“No voy a demostrar nada, voy a mostrarlo” Fellini.

El 31 de octubre de 1993, moría el gran Federico Fellini en Roma, dejando tras de sí 24 películas, cada una de ellas eterna y monumental. La influencia de Fellini no se limita al cine, trasciende a todo ámbito de la cultura occidental. La imagen de la belleza y de lo hipnótico no sería la misma sin la conmovedora escena de la Fontana de Trevi en La dolce vita: la sorprendida y conmovida mirada de Marcello Mastroianni sobre Anita Ekberg bañando su cuerpo en una suerte de ritual de iniciación hacia lo onírico nos adentra en el sueño mismo del amor, haciéndonos despertar al instante siguiente.

En efecto, aquel momento marcaría el final de una era neorrealista en el cine de Fellini para dar inicio a su llamado periodo simbolista. Aquello no sólo determinaría un parteaguas en la filmografía de Fellini, sino en el espíritu de una época: Macello ingresando en las aguas, borracho de belleza y al mismo tiempo consciente de su naturaleza falible y terrenal servía de prólogo, en 1960, a la revolución cultural que sacudió a la década. El dispositivo de lo onírico sirvió a Fellini incluso ahí donde la crítica al absurdo de lo real nos deja apabullados.

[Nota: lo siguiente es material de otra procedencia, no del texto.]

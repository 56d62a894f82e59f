use eframe::egui;

const SERVERS: [&str; 4] = ["General", "Gaming", "Music", "Movies"];
const TEXT_CHANNELS: [&str; 4] = ["general", "random", "music", "gaming"];
const VOICE_CHANNELS: [&str; 3] = ["General", "Gaming", "Music"];

/// Static server/channel rails plus the live presence readout. Only the
/// presence count and connectivity dot are driven by session state.
pub fn render(ui: &mut egui::Ui, username: &str, active_users: Option<u32>, connected: bool) {
    ui.heading("Chatify Server");
    ui.separator();

    ui.label(egui::RichText::new("SERVERS").weak().small());
    for server in SERVERS {
        ui.label(format!("◉ {server}"));
    }
    ui.add_space(8.0);

    ui.label(egui::RichText::new("TEXT CHANNELS").weak().small());
    for channel in TEXT_CHANNELS {
        ui.label(format!("# {channel}"));
    }
    ui.add_space(8.0);

    ui.label(egui::RichText::new("VOICE CHANNELS").weak().small());
    for channel in VOICE_CHANNELS {
        ui.label(format!("🔊 {channel}"));
    }

    ui.separator();
    ui.horizontal(|ui| {
        let (dot, color) = if connected {
            ("●", egui::Color32::GREEN)
        } else {
            ("●", egui::Color32::GRAY)
        };
        ui.colored_label(color, dot);
        ui.label(username);
    });
    match active_users {
        Some(count) => ui.label(format!("Active users: {count}")),
        None => ui.label(egui::RichText::new("Active users: —").weak()),
    };
}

Es más realista, quizá, su ácido Satyricon, con su retrato de los absurdos valores occidentales, que sus primer trabajo, El jeque blanco.

Fellini se unió a Descartes, Schopenhauer y Freud en la reveladora y angustiante tarea de descifrar la naturaleza de los sueños en la que tanto destacaran sus contemporáneos surrealistas, superándoles. 8 1/2, por muchos considerada su obra maestra, nos muestra de nueva cuenta a un Marcello hipnotizado, esta vez no por la presencia, sino por la ausencia y el recuerdo, bajo el efecto de las mágica palabras Asa-Nisi-Masa.

Aquél film de 1963 refleja la cansada alma de un director solitario, atormentado por una fama quizá vacía de significado y por la evanescencia de lo sublime. Imposible elegir una escena que destaque por sobre las demás en aquella obra. 8 1/2 no es sino una oda al siempre lejano pasado, a la fragilidad del instante y a la inevitable condena de la muerte. Fellini junta a su alterego cieneasta Guido con todos los personajes de su vida en una conmovedora escena final, mitad celebración del mundo, mitad requiem: imagen que bien podría servirle de epitafio.

Durante su carrera, Fellini aseguró continuamente que el cine haría trampa si buscase expresar un contenido discursivo ante la cámara y no desde ella. En este sentido, escapó del pecado en que pudieron caer Godard o Antonioni, que convirtieran algunos de sus filmes en registros de literatura filosófica en video. Se mantuvo fiel a la creación de un lenguaje cinematográfico fino y poderoso, un órgano visual segregador de imágenes autónomas, convirtiéndose en lo que pocos artistas logran: un creador de vita.

 Descanse en paz y viva siempre, Federico Fellini (1920-1993).